効率的に鍛えるためのポイントは、肩を下げて肩甲骨を寄せるようにして、腕ではなく「ひじを下げる」イメージでバーを引くこと。筋肉へ効果的な刺激が入り、肩こり改善にもつながります。また、ラットプルダウンのために体幹トレーニングをおこなうよりも、「正しい力の入れ方」の習得を優先してください。体幹がまったく安定していない場合に限り、プランクなどの体幹トレーニングを取り入れるのも1つの手です。
シートに座り、ひざが90度になるように高さを調節
背中に適切に負荷をかけるためには、骨盤を立てて座り、股関節がブレないように。ひざは90°にし、しっかりと下半身を固定できているか意識しよう。

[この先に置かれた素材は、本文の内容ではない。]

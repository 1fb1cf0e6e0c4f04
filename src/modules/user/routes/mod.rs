mod delete_me;
mod me;
mod update_me;

use crate::{modules::{admin, auth}, types::Context};
use axum::routing::Router;
use std::sync::Arc;

pub fn get_router() -> Router<Arc<Context>> {
    Router::new()
        .merge(me::get_router())
        .merge(update_me::get_router())
        .merge(delete_me::get_router())
        .merge(auth::routes::update_password::get_router())
        .merge(admin::get_router())
}
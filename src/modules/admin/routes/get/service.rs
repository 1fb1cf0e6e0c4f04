use super::types::{request, response};
use crate::{modules::user::repository, types::Context};
use std::sync::Arc;

pub async fn service(ctx: Arc<Context>, payload: request::Payload) -> response::Response {
    repository::find_by_id(&ctx.db_conn.pool, &payload.id)
        .await
        .map_err(|_| response::Error::FailedToFetchUser)?
        .ok_or(response::Error::UserNotFound)
        .map(response::Success::User)
}
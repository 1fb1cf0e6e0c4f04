use super::types::{request, response};
use crate::{
    modules::{auth::service::password, user::repository},
    types::Context,
};
use std::sync::Arc;
use validator::Validate;

pub async fn service(ctx: Arc<Context>, body: request::Body) -> response::Response {
    body.validate().map_err(|errors| {
        tracing::warn!("Failed to validate payload: {errors}");
        response::Error::FailedToValidate(errors)
    })?;

    let password_hash =
        password::hash(&body.password).map_err(|_| response::Error::UnexpectedError)?;

    let user = repository::create(
        &ctx.db_conn.pool,
        repository::CreateUserPayload {
            name: body.name.trim().to_string(),
            email: body.email.trim().to_string(),
            password_hash,
            role: body.role.unwrap_or_default(),
        },
    )
    .await
    .map_err(|err| match err {
        repository::Error::EmailAlreadyInUse => response::Error::EmailAlreadyInUse,
        _ => response::Error::FailedToCreateUser,
    })?;

    tracing::info!("Admin created user {} with role {:?}", user.id, user.role);

    Ok(response::Success::UserCreated(user))
}
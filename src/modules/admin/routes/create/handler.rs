use super::service::service;
use super::types::request;
use crate::{modules::auth::middleware::AdminAuth, types::Context, utils::extract::Json};
use axum::{extract::State, response::IntoResponse};
use std::sync::Arc;

pub async fn handler(
    _: AdminAuth,
    State(ctx): State<Arc<Context>>,
    Json(body): Json<request::Body>,
) -> impl IntoResponse {
    service(ctx, body).await
}
use crate::{
    api::{self, ServerOptions},
    auth::AuthConfig,
    cli::{globals::GlobalArgs, telemetry},
    vault,
};
use anyhow::{Context, Result, anyhow};
use secrecy::SecretString;
use std::time::Duration;
use tracing::debug;
use url::Url;

#[derive(Debug)]
pub struct Args {
    pub port: u16,
    pub dsn: String,
    pub vault_url: String,
    pub vault_role_id: String,
    pub vault_secret_id: Option<String>,
    pub vault_wrapped_token: Option<String>,
    pub vault_kv_mount: String,
    pub vault_kv_path: String,
    pub config_poll_seconds: u64,
    pub namespace: String,
    pub key: SecretString,
    pub refresh_code_ttl_seconds: u64,
    pub cookie_secure: bool,
    pub trust_forwarded_for: bool,
    pub audit_buffer: usize,
}

/// Execute the server action.
/// # Errors
/// Returns an error if Vault login fails, the settings cannot be loaded, or the server fails to start.
pub async fn execute(args: Args) -> Result<()> {
    Url::parse(&args.dsn).context("Invalid database connection string")?;

    let mut globals = GlobalArgs::new(args.vault_url);

    // If vault wrapped token try to unwrap, otherwise use secret-id.
    let secret_id = if let Some(wrapped) = &args.vault_wrapped_token {
        vault::unwrap(&globals.vault_url, wrapped).await?
    } else {
        args.vault_secret_id
            .clone()
            .ok_or_else(|| anyhow!("Vault secret-id is required"))?
    };
    let (token, lease) =
        vault::approle_login(&globals.vault_url, &secret_id, &args.vault_role_id).await?;
    globals.set_token(SecretString::from(token));

    debug!("Vault login succeeded, lease {lease} seconds: {:?}", globals);

    let auth = AuthConfig::new(args.namespace)
        .with_refresh_code_ttl(Duration::from_secs(args.refresh_code_ttl_seconds))
        .with_cookie_secure(args.cookie_secure)
        .with_trust_forwarded_for(args.trust_forwarded_for);

    let options = ServerOptions {
        auth,
        signing_key: args.key,
        kv_mount: args.vault_kv_mount,
        kv_path: args.vault_kv_path,
        config_poll: Duration::from_secs(args.config_poll_seconds),
        audit_buffer: args.audit_buffer,
    };

    let result = api::new(args.port, args.dsn, &globals, options).await;

    telemetry::shutdown_tracer();

    result
}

しっかりと足を床につけていない場合、踏ん張れないことで、上半身の姿勢が崩れやすくなります。そのため、かかとが床についているか、浮いてしまっていないか意識するようにしてください。
バー(グリップ)は肩幅の約1.5倍くらいで握る
バーは肩幅の1.5倍ほどで握る。この際、小指側に力を入れるようにして握るようにしよう。親指側に力を入れすぎると肩が上がったり、背中が丸まる原因に。
胸を張り、肩を下げた姿勢を保つ
肩が上がって首がすくんだ姿勢になると、背中ではなく僧帽筋や腕にばかり負荷がかかってしまう。胸を張り、肩を下げるように構え、肩甲骨に意識を向けよう。
姿勢を維持しながら、上体を少し後ろに傾ける
背筋を伸ばしたまま、上体を拳1つ分ほど後ろに傾ける。目線は斜め上をキープするように。
真下ではなく、ひじを斜め後ろに引く
ひじを骨盤に持っていくような意識で、腕ではなくひじを使って、鎖骨の前までバーを引き下げる。
バーを戻す際はひじが完全に伸びない位置まで
バーを戻す際、ひじを伸ばし切ってしまうと、背中から力が抜けてしまい、トレーニング効果が半減してしまう。トレーニング中は、常に目的の部位から負荷を抜かないように気をつける。

バーを戻す動作では、バーに身を任せて力を抜いてしまうのではなく、負荷が乗っている状態をキープしておこなうことを意識しましょう。肩に力が入らないようにしながら、脇の下の筋肉が広がっていくような感覚でおこないましょう。
ラットプルダウンの種類
以下では「ラットプルダウン」の種類をご紹介。自宅でも挑戦できるトレーニングもあるので、合わせて確認してみよう。
・基本の「フロントラットプルダウン」
・逆手でおこなう「リバースグリップラットプルダウン」
・首の後ろに引く「バックラットプルダウン」
・チューブラットプルダウン
・フロントラットプルダウン(自重)
・バックラットプルダウン(自重)
・タオルラットプルダウン
逆手でおこなう「リバースグリップラットプルダウン」
<やり方>
- シートに座り、ひざが90度になるように高さを調節。グリップ幅は肩幅と同じくらいか、やや狭めにする
- 胸を開き、肩甲骨を寄せつつ、肩をリラックスさせて下げる
- この姿勢を維持しつつ、バーを握り、上体をわずかに後ろに傾ける
- 腕ではなくひじを下げる感じで、バーを胸の上部近くまで引き寄せる
- バーを戻す際は、ひじが完全には伸びないところで止め、そこから再び引き始める
「リバースグリップラットプルダウン」は、逆手でバーを握り、主に広背筋をターゲットにしたトレーニング。「フロントラットプルダウン」よりも背中の筋肉をストレッチできるため、広背筋の側面にも効果的。順手でおこなうよりも重い重量を扱うことができる。
初心者が陥りやすいフォームの間違いには、脇が開いてしまうことや、腕の力で引いてしまうことがある。腕で引くのではなく、ひじを下げるイメージで引くことを意識し、胸を張り、肩甲骨を寄せる姿勢をキープするようにしよう。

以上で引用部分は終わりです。